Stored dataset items
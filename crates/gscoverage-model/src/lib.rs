//! Typed descriptors for GeoServer coverages and coverage views.
//!
//! This crate models the payloads that the GeoServer REST configuration API
//! accepts for raster publishing: a [`CoverageDescriptor`] with its
//! namespace, store reference, metadata entries (including an embedded
//! [`CoverageView`] with ordered bands) and sample dimensions, plus the
//! smaller store, layer-style and workspace bodies.
//!
//! Two entry points exist for building a coverage:
//!
//! - [`CoverageDescriptor::builder`] for strongly-typed construction
//! - [`CoverageDocument::from_value`] for a loosely-cased nested JSON mapping,
//!   where field names are matched case-insensitively against a closed set and
//!   anything else is kept as [`CoverageField::Unknown`]
//!
//! Both produce a [`CoverageDocument`], the ordered field list the XML layer
//! dispatches on.

pub mod coverage;
pub mod error;
pub mod field;
pub mod mapping;
pub mod resource;
pub mod types;

pub use coverage::{
    BandDescriptor, COVERAGE_STORE_CLASS, CoverageDescriptor, CoverageView, DimensionDescriptor,
    InputCoverageBand, MetadataEntry, MetadataValue, Namespace, StoreReference,
};
pub use error::SchemaError;
pub use field::{CoverageDocument, CoverageField, FieldKind};
pub use resource::{LayerStyle, StoreDescriptor, WorkspaceDescriptor};
pub use types::{EnvelopeCompositionType, SampleType};
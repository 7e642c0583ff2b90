//! Smaller REST bodies used alongside coverages: stores, layer styles and
//! workspaces.

use serde::{Deserialize, Serialize};

/// A `<coverageStore>` body registering a raster file with GeoServer.
#[derive(Debug, Clone, PartialEq, Eq, Serialize, Deserialize)]
#[serde(rename_all = "camelCase")]
pub struct StoreDescriptor {
    /// Store name.
    pub name: String,
    /// Owning workspace.
    pub workspace: String,
    /// Store type, e.g. `NetCDF` or `GeoTIFF`.
    #[serde(rename = "type")]
    pub store_type: String,
    /// `file:` URL relative to the GeoServer data directory, or absolute.
    pub url: String,
    /// Whether the store is enabled.
    pub enabled: bool,
}

impl StoreDescriptor {
    /// Store type name of NetCDF stores.
    pub const NETCDF: &'static str = "NetCDF";

    /// A store of the given type reading `path`.
    ///
    /// `path` is prefixed with `file:` unless it already is.
    pub fn new(
        workspace: impl Into<String>,
        name: impl Into<String>,
        store_type: impl Into<String>,
        path: &str,
    ) -> Self {
        let url = if path.starts_with("file:") {
            path.to_owned()
        } else {
            format!("file:{path}")
        };
        Self {
            name: name.into(),
            workspace: workspace.into(),
            store_type: store_type.into(),
            url,
            enabled: true,
        }
    }

    /// A NetCDF store reading `path`.
    pub fn netcdf(workspace: impl Into<String>, name: impl Into<String>, path: &str) -> Self {
        Self::new(workspace, name, Self::NETCDF, path)
    }
}

/// A `<layer>` body that sets a layer's default style.
#[derive(Debug, Clone, PartialEq, Eq, Serialize, Deserialize)]
pub struct LayerStyle {
    /// Style name without its workspace prefix.
    pub style: String,
    /// Workspace of a workspace-scoped style.
    pub workspace: Option<String>,
}

impl LayerStyle {
    /// Parse a style name, splitting a `workspace:style` qualified name.
    ///
    /// # Examples
    ///
    /// ```
    /// use gscoverage_model::LayerStyle;
    ///
    /// let style = LayerStyle::new("my_test_2:wind_barbs");
    /// assert_eq!(style.style, "wind_barbs");
    /// assert_eq!(style.workspace.as_deref(), Some("my_test_2"));
    /// ```
    #[must_use]
    pub fn new(name: &str) -> Self {
        match name.split_once(':') {
            Some((ws, style)) => Self {
                style: style.to_owned(),
                workspace: Some(ws.to_owned()),
            },
            None => Self {
                style: name.to_owned(),
                workspace: None,
            },
        }
    }
}

/// A `<namespace>` body creating a workspace.
#[derive(Debug, Clone, PartialEq, Eq, Serialize, Deserialize)]
pub struct WorkspaceDescriptor {
    /// Workspace name.
    pub prefix: String,
    /// Namespace URI.
    pub uri: String,
}

impl WorkspaceDescriptor {
    /// Create a workspace body.
    pub fn new(prefix: impl Into<String>, uri: impl Into<String>) -> Self {
        Self {
            prefix: prefix.into(),
            uri: uri.into(),
        }
    }
}

#[cfg(test)]
mod tests {
    use super::*;

    #[test]
    fn test_should_prefix_store_path_with_file_scheme() {
        let store = StoreDescriptor::netcdf("ws", "s", "nmefc/waterwind/a.nc");
        assert_eq!(store.url, "file:nmefc/waterwind/a.nc");
        assert_eq!(store.store_type, "NetCDF");
        assert!(store.enabled);

        let store = StoreDescriptor::netcdf("ws", "s", "file:/data/a.nc");
        assert_eq!(store.url, "file:/data/a.nc");
    }

    #[test]
    fn test_should_keep_unqualified_style_global() {
        let style = LayerStyle::new("raster");
        assert_eq!(style.style, "raster");
        assert!(style.workspace.is_none());
    }
}
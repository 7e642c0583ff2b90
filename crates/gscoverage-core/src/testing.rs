//! In-memory transport for catalog tests.

use std::collections::HashMap;

use async_trait::async_trait;
use parking_lot::Mutex;

use crate::catalog::Catalog;
use crate::config::GeoServerConfig;
use crate::error::GeoServerResult;
use crate::transport::{HttpRequest, HttpResponse, Method, Transport};

pub(crate) const BASE: &str = "http://gs/geoserver/rest";

/// Answers from a fixed route table and records every request.
/// Unrouted requests get a 404.
#[derive(Debug, Default)]
pub(crate) struct MockTransport {
    routes: HashMap<(Method, String), HttpResponse>,
    requests: Mutex<Vec<HttpRequest>>,
}

impl MockTransport {
    pub(crate) fn new() -> Self {
        Self::default()
    }

    pub(crate) fn route(mut self, method: Method, url: &str, status: u16, body: &str) -> Self {
        self.routes
            .insert((method, url.to_owned()), HttpResponse::new(status, body.as_bytes()));
        self
    }

    pub(crate) fn requests(&self) -> Vec<HttpRequest> {
        self.requests.lock().clone()
    }

    pub(crate) fn count(&self, method: Method, url: &str) -> usize {
        self.requests
            .lock()
            .iter()
            .filter(|r| r.method == method && r.url == url)
            .count()
    }
}

#[async_trait]
impl Transport for MockTransport {
    async fn send(&self, request: HttpRequest) -> GeoServerResult<HttpResponse> {
        let response = self
            .routes
            .get(&(request.method, request.url.clone()))
            .cloned()
            .unwrap_or_else(|| HttpResponse::new(404, "not found"));
        self.requests.lock().push(request);
        Ok(response)
    }
}

pub(crate) fn catalog(transport: MockTransport) -> Catalog<MockTransport> {
    let config = GeoServerConfig::builder()
        .service_url(BASE)
        .cache_ttl_secs(60)
        .build();
    Catalog::new(config, transport)
}
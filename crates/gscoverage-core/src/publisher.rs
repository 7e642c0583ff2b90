//! Publishing a NetCDF coverage view in one call.
//!
//! A [`CoverageViewRequest`] names the workspace, the store holding the NetCDF
//! file, the layer to create and the variables that become its bands. The
//! publisher turns it into a full coverage descriptor, posts it, and binds the
//! default style.

use gscoverage_model::{
    CoverageDescriptor, CoverageView, DimensionDescriptor, MetadataEntry, Namespace, SampleType,
    StoreDescriptor, StoreReference,
};
use gscoverage_xml::SerializeOptions;
use tracing::info;
use typed_builder::TypedBuilder;

use crate::catalog::Catalog;
use crate::error::{GeoServerError, GeoServerResult};
use crate::transport::Transport;

/// SRS declared for published NetCDF coverages.
pub const DEFAULT_SRS: &str = "EPSG:4326";

/// Interpolation GeoServer applies when resampling.
pub const DEFAULT_INTERPOLATION: &str = "nearest neighbor";

/// Description attached to generated coverages.
pub const DEFAULT_DESCRIPTION: &str = "Generated from NetCDF";

/// What to publish.
///
/// # Examples
///
/// ```
/// use gscoverage_core::publisher::CoverageViewRequest;
///
/// let request = CoverageViewRequest::builder()
///     .workspace("my_test_2")
///     .store("nmefc_2016072112_opdr")
///     .layer("wind")
///     .bands(vec!["x_wind_10m".into(), "y_wind_10m".into()])
///     .style("my_test_2:wind")
///     .build();
/// let descriptor = request.to_descriptor().unwrap();
/// assert_eq!(descriptor.dimensions.len(), 2);
/// ```
#[derive(Debug, Clone, PartialEq, TypedBuilder)]
pub struct CoverageViewRequest {
    /// Target workspace.
    #[builder(setter(into))]
    pub workspace: String,
    /// Existing coverage store holding the NetCDF file.
    #[builder(setter(into))]
    pub store: String,
    /// Name of the coverage, coverage view and layer.
    #[builder(setter(into))]
    pub layer: String,
    /// NetCDF variables, one band each, in channel order.
    pub bands: Vec<String>,
    /// Default style, optionally `workspace:style`.
    #[builder(default, setter(into, strip_option))]
    pub style: Option<String>,
    /// Title; the layer name when unset.
    #[builder(default, setter(into, strip_option))]
    pub title: Option<String>,
    /// `dirName` metadata; `{store}_{layer}` when unset.
    #[builder(default, setter(into, strip_option))]
    pub dir_name: Option<String>,
    /// Sample type of every band.
    #[builder(default)]
    pub sample_type: SampleType,
}

impl CoverageViewRequest {
    /// Build the coverage descriptor for this request.
    ///
    /// Every call builds new values; nothing is shared between requests.
    ///
    /// # Errors
    ///
    /// Returns [`GeoServerError::InvalidArgument`] when no band is given or a
    /// band name is empty.
    pub fn to_descriptor(&self) -> GeoServerResult<CoverageDescriptor> {
        if self.bands.is_empty() {
            return Err(GeoServerError::InvalidArgument(format!(
                "coverage view `{}` needs at least one band",
                self.layer
            )));
        }
        if self.bands.iter().any(String::is_empty) {
            return Err(GeoServerError::InvalidArgument(format!(
                "coverage view `{}` has an empty band name",
                self.layer
            )));
        }

        let view = CoverageView::with_bands(self.layer.as_str(), &self.bands);
        let dir_name = self
            .dir_name
            .clone()
            .unwrap_or_else(|| format!("{}_{}", self.store, self.layer));
        let dimensions = self
            .bands
            .iter()
            .map(|band| DimensionDescriptor::unbounded(band.as_str(), self.sample_type.clone()))
            .collect();

        Ok(CoverageDescriptor::builder()
            .name(self.layer.as_str())
            .native_name(self.layer.as_str())
            .namespace(Namespace::new(self.workspace.as_str(), self.workspace.as_str()))
            .title(self.title.clone().unwrap_or_else(|| self.layer.clone()))
            .description(DEFAULT_DESCRIPTION)
            .enabled(true)
            .metadata(vec![
                MetadataEntry::coverage_view(view),
                MetadataEntry::caching_enabled(false),
                MetadataEntry::dir_name(dir_name),
            ])
            .store(StoreReference::coverage_store(&self.workspace, &self.store))
            .native_format(StoreDescriptor::NETCDF)
            .default_interpolation_method(DEFAULT_INTERPOLATION)
            .dimensions(dimensions)
            .request_srs(vec![DEFAULT_SRS.to_owned()])
            .response_srs(vec![DEFAULT_SRS.to_owned()])
            .native_coverage_name(self.layer.as_str())
            .build())
    }
}

/// Publishes coverage views through a [`Catalog`].
#[derive(Debug)]
pub struct CoverageViewPublisher<'a, T> {
    catalog: &'a Catalog<T>,
    options: SerializeOptions,
}

impl<'a, T: Transport> CoverageViewPublisher<'a, T> {
    /// A publisher with lenient serialization.
    pub fn new(catalog: &'a Catalog<T>) -> Self {
        Self {
            catalog,
            options: SerializeOptions::default(),
        }
    }

    /// Use the given serializer options.
    #[must_use]
    pub fn with_options(mut self, options: SerializeOptions) -> Self {
        self.options = options;
        self
    }

    /// Publish the coverage view, then bind its style if one was requested.
    ///
    /// Returns the descriptor that was sent.
    pub async fn publish(&self, request: &CoverageViewRequest) -> GeoServerResult<CoverageDescriptor> {
        let descriptor = request.to_descriptor()?;
        self.catalog
            .publish_coverage(
                &request.workspace,
                &request.store,
                &descriptor.to_document(),
                &self.options,
            )
            .await?;

        if let Some(style) = &request.style {
            self.catalog.bind_layer_style(&request.layer, style).await?;
        }
        info!(
            workspace = %request.workspace,
            layer = %request.layer,
            bands = request.bands.len(),
            "coverage view published"
        );
        Ok(descriptor)
    }
}
//! Short-lived cache of GET response bodies, keyed by URL.
//!
//! Entries are served while younger than the configured freshness window.
//! Any mutating request clears the whole cache.

use std::collections::HashMap;
use std::time::{Duration, Instant};

use parking_lot::Mutex;

#[derive(Debug)]
struct CachedBody {
    fetched_at: Instant,
    body: Vec<u8>,
}

/// URL-keyed cache of response bodies.
#[derive(Debug)]
pub struct ResponseCache {
    ttl: Duration,
    entries: Mutex<HashMap<String, CachedBody>>,
}

impl ResponseCache {
    /// Create an empty cache. A zero `ttl` disables caching.
    #[must_use]
    pub fn new(ttl: Duration) -> Self {
        Self {
            ttl,
            entries: Mutex::new(HashMap::new()),
        }
    }

    /// A fresh body for `url`. Stale entries are evicted.
    #[must_use]
    pub fn get(&self, url: &str) -> Option<Vec<u8>> {
        let mut entries = self.entries.lock();
        match entries.get(url) {
            Some(cached) if cached.fetched_at.elapsed() < self.ttl => Some(cached.body.clone()),
            Some(_) => {
                entries.remove(url);
                None
            }
            None => None,
        }
    }

    /// Store a body fetched just now.
    pub fn insert(&self, url: impl Into<String>, body: Vec<u8>) {
        if self.ttl.is_zero() {
            return;
        }
        self.entries.lock().insert(
            url.into(),
            CachedBody {
                fetched_at: Instant::now(),
                body,
            },
        );
    }

    /// Drop every entry.
    pub fn clear(&self) {
        self.entries.lock().clear();
    }

    /// Number of entries, fresh or stale.
    #[must_use]
    pub fn len(&self) -> usize {
        self.entries.lock().len()
    }

    /// Whether the cache holds no entries.
    #[must_use]
    pub fn is_empty(&self) -> bool {
        self.len() == 0
    }
}

#[cfg(test)]
mod tests {
    use super::*;

    #[test]
    fn test_should_serve_fresh_entry() {
        let cache = ResponseCache::new(Duration::from_secs(60));
        cache.insert("http://h/rest/workspaces.xml", b"<workspaces/>".to_vec());
        assert_eq!(
            cache.get("http://h/rest/workspaces.xml").as_deref(),
            Some(&b"<workspaces/>"[..])
        );
        assert!(cache.get("http://h/rest/layers.xml").is_none());
    }

    #[test]
    fn test_should_evict_stale_entry() {
        let cache = ResponseCache::new(Duration::from_millis(10));
        cache.insert("u", b"x".to_vec());
        std::thread::sleep(Duration::from_millis(30));
        assert!(cache.get("u").is_none());
        assert!(cache.is_empty());
    }

    #[test]
    fn test_should_not_store_with_zero_ttl() {
        let cache = ResponseCache::new(Duration::ZERO);
        cache.insert("u", b"x".to_vec());
        assert!(cache.is_empty());
    }

    #[test]
    fn test_should_clear_all_entries() {
        let cache = ResponseCache::new(Duration::from_secs(60));
        cache.insert("a", b"1".to_vec());
        cache.insert("b", b"2".to_vec());
        assert_eq!(cache.len(), 2);
        cache.clear();
        assert!(cache.is_empty());
    }
}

WHAT IS REQUIRED: Output exactly the span of lines beginning at the first line of the records and ending at the line that holds "accepts for raster", inclusive, with no other text.

OUTPUT BELOW:
filename crates/gscoverage-model/src/lib.rs
//! Typed descriptors for GeoServer coverages and coverage views.
//!
//! This crate models the payloads that the GeoServer REST configuration API
//! accepts for raster publishing: a [`CoverageDescriptor`] with its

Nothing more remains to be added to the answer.